A new study suggests that, to manufacture the ingredients of water, the moon pulls a whiplash from the constant barrage of charged plasma particles dripping from the sun, called the solar wind.

"We believe that water is this special and magical compound," said William M. Farrell, a plasma physicist at NASA's Goddard Space Flight Center in Maryland. said in a statement. "But here's what's amazing: every rock has the potential to produce water, especially after being irradiated by the solar wind."

Farrell and his co-authors have created a new simulation of the chemical reactions that take place at the surface of the moon. This computer simulation suggested that the solar wind breaks up oxygen-rich compounds in the lunar soil.

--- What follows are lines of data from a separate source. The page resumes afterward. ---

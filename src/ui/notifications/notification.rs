// SPDX-License-Identifier: MPL-2.0
//! Core notification data structures.

use crate::ui::design_tokens::palette;
use iced::Color;
use std::time::{Duration, Instant};

/// Unique identifier for a notification.
#[derive(Debug, Clone, Copy, PartialEq, Eq, Hash)]
pub struct NotificationId(u64);

impl NotificationId {
    /// Creates a new unique notification ID.
    pub fn new() -> Self {
        use std::sync::atomic::{AtomicU64, Ordering};
        static COUNTER: AtomicU64 = AtomicU64::new(0);
        Self(COUNTER.fetch_add(1, Ordering::Relaxed))
    }
}

impl Default for NotificationId {
    fn default() -> Self {
        Self::new()
    }
}

/// Severity level determines display duration and visual styling.
#[derive(Debug, Clone, Copy, PartialEq, Eq, Default)]
pub enum Severity {
    /// Operation completed successfully (green, 3s duration).
    #[default]
    Success,
    /// Informational message (blue, 3s duration).
    Info,
    /// Warning that doesn't block operation (orange, 5s duration).
    Warning,
    /// Error requiring attention (red, manual dismiss).
    Error,
}

impl Severity {
    /// Returns the primary color for this severity level.
    #[must_use]
    pub fn color(&self) -> Color {
        match self {
            Severity::Success => palette::SUCCESS_500,
            Severity::Info => palette::INFO_500,
            Severity::Warning => palette::WARNING_500,
            Severity::Error => palette::ERROR_500,
        }
    }

    /// Returns the auto-dismiss duration for this severity.
    /// Returns `None` for errors (manual dismiss required).
    #[must_use]
    pub fn auto_dismiss_duration(&self) -> Option<Duration> {
        match self {
            Severity::Success | Severity::Info => Some(Duration::from_secs(3)),
            Severity::Warning => Some(Duration::from_secs(5)),
            Severity::Error => None, // Manual dismiss required
        }
    }
}

/// A notification to be displayed to the user.
#[derive(Debug, Clone)]
pub struct Notification {
    id: NotificationId,
    severity: Severity,
    /// The i18n key for the notification message.
    message_key: String,
    /// Optional arguments for message interpolation.
    message_args: Vec<(String, String)>,
    created_at: Instant,
    /// Custom auto-dismiss duration (overrides severity default).
    custom_dismiss_duration: Option<Duration>,
}

impl Notification {
    /// Creates a new notification with the given severity and message key.
    pub fn new(severity: Severity, message_key: impl Into<String>) -> Self {
        Self {
            id: NotificationId::new(),
            severity,
            message_key: message_key.into(),
            message_args: Vec::new(),
            created_at: Instant::now(),
            custom_dismiss_duration: None,
        }
    }

    /// Creates a success notification.
    pub fn success(message_key: impl Into<String>) -> Self {
        Self::new(Severity::Success, message_key)
    }

    /// Creates an info notification.
    pub fn info(message_key: impl Into<String>) -> Self {
        Self::new(Severity::Info, message_key)
    }

    /// Creates a warning notification.
    pub fn warning(message_key: impl Into<String>) -> Self {
        Self::new(Severity::Warning, message_key)
    }

    /// Creates an error notification.
    pub fn error(message_key: impl Into<String>) -> Self {
        Self::new(Severity::Error, message_key)
    }

    /// Adds an argument for message interpolation.
    #[must_use]
    pub fn with_arg(mut self, key: impl Into<String>, value: impl Into<String>) -> Self {
        self.message_args.push((key.into(), value.into()));
        self
    }

    /// Sets a custom auto-dismiss duration, overriding the severity default.
    #[must_use]
    pub fn auto_dismiss(mut self, duration: Duration) -> Self {
        self.custom_dismiss_duration = Some(duration);
        self
    }

    /// Returns the notification's unique ID.
    #[must_use]
    pub fn id(&self) -> NotificationId {
        self.id
    }

    /// Returns the severity level.
    #[must_use]
    pub fn severity(&self) -> Severity {
        self.severity
    }

    /// Returns the i18n message key.
    #[must_use]
    pub fn message_key(&self) -> &str {
        &self.message_key
    }

    /// Returns the message arguments for interpolation.
    #[must_use]
    pub fn message_args(&self) -> &[(String, String)] {
        &self.message_args
    }

    /// Returns the age of this notification.
    #[must_use]
    pub fn age(&self) -> Duration {
        self.created_at.elapsed()
    }

    /// Returns whether this notification should auto-dismiss.
    #[must_use]
    pub fn should_auto_dismiss(&self) -> bool {
        // Custom duration takes precedence over severity default
        let duration = self
            .custom_dismiss_duration
            .or_else(|| self.severity.auto_dismiss_duration());

        if let Some(d) = duration {
            self.age() >= d
        } else {
            false
        }
    }
}

#[cfg(test)]
mod tests {
    use super::*;

    #[test]
    fn notification_ids_are_unique() {
        let n1 = Notification::success("test");
        let n2 = Notification::success("test");
        assert_ne!(n1.id(), n2.id());
    }

    #[test]
    fn severity_colors_are_distinct() {
        let colors = [
            Severity::Success.color(),
            Severity::Info.color(),
            Severity::Warning.color(),
            Severity::Error.color(),
        ];
        for (i, a) in colors.iter().enumerate() {
            for b in colors.iter().skip(i + 1) {
                assert_ne!(a, b);
            }
        }
    }

    #[test]
    fn error_severity_has_no_auto_dismiss() {
        assert!(Severity::Error.auto_dismiss_duration().is_none());
    }

    #[test]
    fn warning_duration_is_longer_than_success() {
        let success_duration = Severity::Success.auto_dismiss_duration().unwrap();
        let warning_duration = Severity::Warning.auto_dismiss_duration().unwrap();
        assert!(warning_duration > success_duration);
    }

    #[test]
    fn notification_builder_pattern_works() {
        let notification = Notification::error("notification-download-error")
            .with_arg("reason", "disk full")
            .with_arg("filename", "cat.png");

        assert_eq!(notification.severity(), Severity::Error);
        assert_eq!(notification.message_key(), "notification-download-error");
        assert_eq!(notification.message_args().len(), 2);
    }

    #[test]
    fn notification_constructors_set_correct_severity() {
        assert_eq!(Notification::success("").severity(), Severity::Success);
        assert_eq!(Notification::info("").severity(), Severity::Info);
        assert_eq!(Notification::warning("").severity(), Severity::Warning);
        assert_eq!(Notification::error("").severity(), Severity::Error);
    }

    #[test]
    fn fresh_notification_does_not_auto_dismiss_yet() {
        let notification = Notification::success("test");
        assert!(!notification.should_auto_dismiss());
    }
}
// SPDX-License-Identifier: MPL-2.0
//! View rendering for the application.
//!
//! Every screen floats as a translucent card over the animated gradient
//! backdrop, with the toast overlay stacked on top.

use super::{Message, Screen};
use crate::gallery::Gallery;
use crate::i18n::fluent::I18n;
use crate::ui::about;
use crate::ui::background;
use crate::ui::design_tokens::{sizing, spacing, typography};
use crate::ui::gallery_view::{self, ViewContext as GalleryViewContext};
use crate::ui::navbar::{self, ViewContext as NavbarViewContext};
use crate::ui::notifications::{Manager, Toast};
use crate::ui::search_bar::{self, ViewContext as SearchBarViewContext};
use crate::ui::settings::{self, ViewContext as SettingsViewContext};
use crate::ui::styles;
use crate::ui::theming::ThemeMode;
use iced::widget::{scrollable, Column, Container, Stack, Text};
use iced::{
    alignment::{Horizontal, Vertical},
    Element, Length,
};
use std::path::Path;

/// Context required to render the application view.
pub struct ViewContext<'a> {
    pub i18n: &'a I18n,
    pub screen: Screen,
    pub url_input: &'a str,
    pub endpoint_draft: &'a str,
    pub gallery: &'a Gallery,
    pub loading: bool,
    pub spinner_rotation: f32,
    pub theme_mode: ThemeMode,
    pub download_dir: Option<&'a Path>,
    pub background: &'a background::Cycle,
    pub notifications: &'a Manager,
}

/// Renders the current application view based on the active screen.
pub fn view(ctx: ViewContext<'_>) -> Element<'_, Message> {
    let card_content: Element<'_, Message> = match ctx.screen {
        Screen::Gallery => view_gallery(&ctx),
        Screen::Settings => settings::view(SettingsViewContext {
            i18n: ctx.i18n,
            endpoint_draft: ctx.endpoint_draft,
            download_dir: ctx.download_dir,
            theme_mode: ctx.theme_mode,
        })
        .map(Message::Settings),
        Screen::About => about::view(ctx.i18n),
    };

    let navbar_view = navbar::view(NavbarViewContext {
        i18n: ctx.i18n,
        current: ctx.screen,
    })
    .map(Message::Navbar);

    let card = Container::new(card_content)
        .max_width(sizing::CARD_MAX_WIDTH)
        .width(Length::Fill)
        .padding(spacing::XL)
        .style(styles::container::card);

    let content = Column::new()
        .width(Length::Fill)
        .height(Length::Fill)
        .push(navbar_view)
        .push(
            scrollable(
                Container::new(card)
                    .width(Length::Fill)
                    .padding(spacing::LG)
                    .align_x(Horizontal::Center),
            )
            .width(Length::Fill)
            .height(Length::Fill),
        );

    let backdrop = Container::new(content)
        .width(Length::Fill)
        .height(Length::Fill)
        .align_y(Vertical::Top)
        .style(ctx.background.style());

    let toasts = Toast::view_overlay(ctx.notifications, ctx.i18n).map(Message::Notification);

    Stack::new().push(backdrop).push(toasts).into()
}

/// The main screen: heading, search bar and the result grid.
fn view_gallery<'a>(ctx: &ViewContext<'a>) -> Element<'a, Message> {
    let heading = Text::new(ctx.i18n.tr("gallery-heading")).size(typography::TITLE_LG);
    let tagline = Text::new(ctx.i18n.tr("gallery-tagline")).size(typography::BODY);

    let search = search_bar::view(SearchBarViewContext {
        i18n: ctx.i18n,
        url: ctx.url_input,
    })
    .map(Message::SearchBar);

    let results = gallery_view::view(GalleryViewContext {
        i18n: ctx.i18n,
        gallery: ctx.gallery,
        loading: ctx.loading,
        spinner_rotation: ctx.spinner_rotation,
    })
    .map(Message::GalleryView);

    Column::new()
        .spacing(spacing::MD)
        .width(Length::Fill)
        .align_x(Horizontal::Center)
        .push(heading)
        .push(tagline)
        .push(search)
        .push(results)
        .into()
}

Then, positively charged protons in the solar wind combine with lunar electrons to create hydrogen atoms. These atoms then meet with available oxygen atoms in a range of different molecules found on the moon to create hydroxylwhich is just a hydrogen atom running out of water.

The team was able to combine this chemistry and the amount of hydroxyl in the lunar crust with hydrogen measurements in the vaporous atmosphere of the moon and in the solar wind itself to see how the three substances interact.

This makes the solar wind a potentially valuable resource – an unusual statement for a phenomenon generally considered a danger of death. On Earth, we are protected from the negative impacts of this wind by the thick atmosphere of the planet and robust magnetic fieldbut on the moon, most of the solar wind hits the surface.

While research to date has focused only on the moon, scientists believe that a similar process takes place wherever the rock meets the solar wind. If this turns out to be the case, it could have real implications for human and robotic exploration.

"The whole process is like a chemical plant," Farrell said.

The research is described in a document published in December in the journal JGR Planets.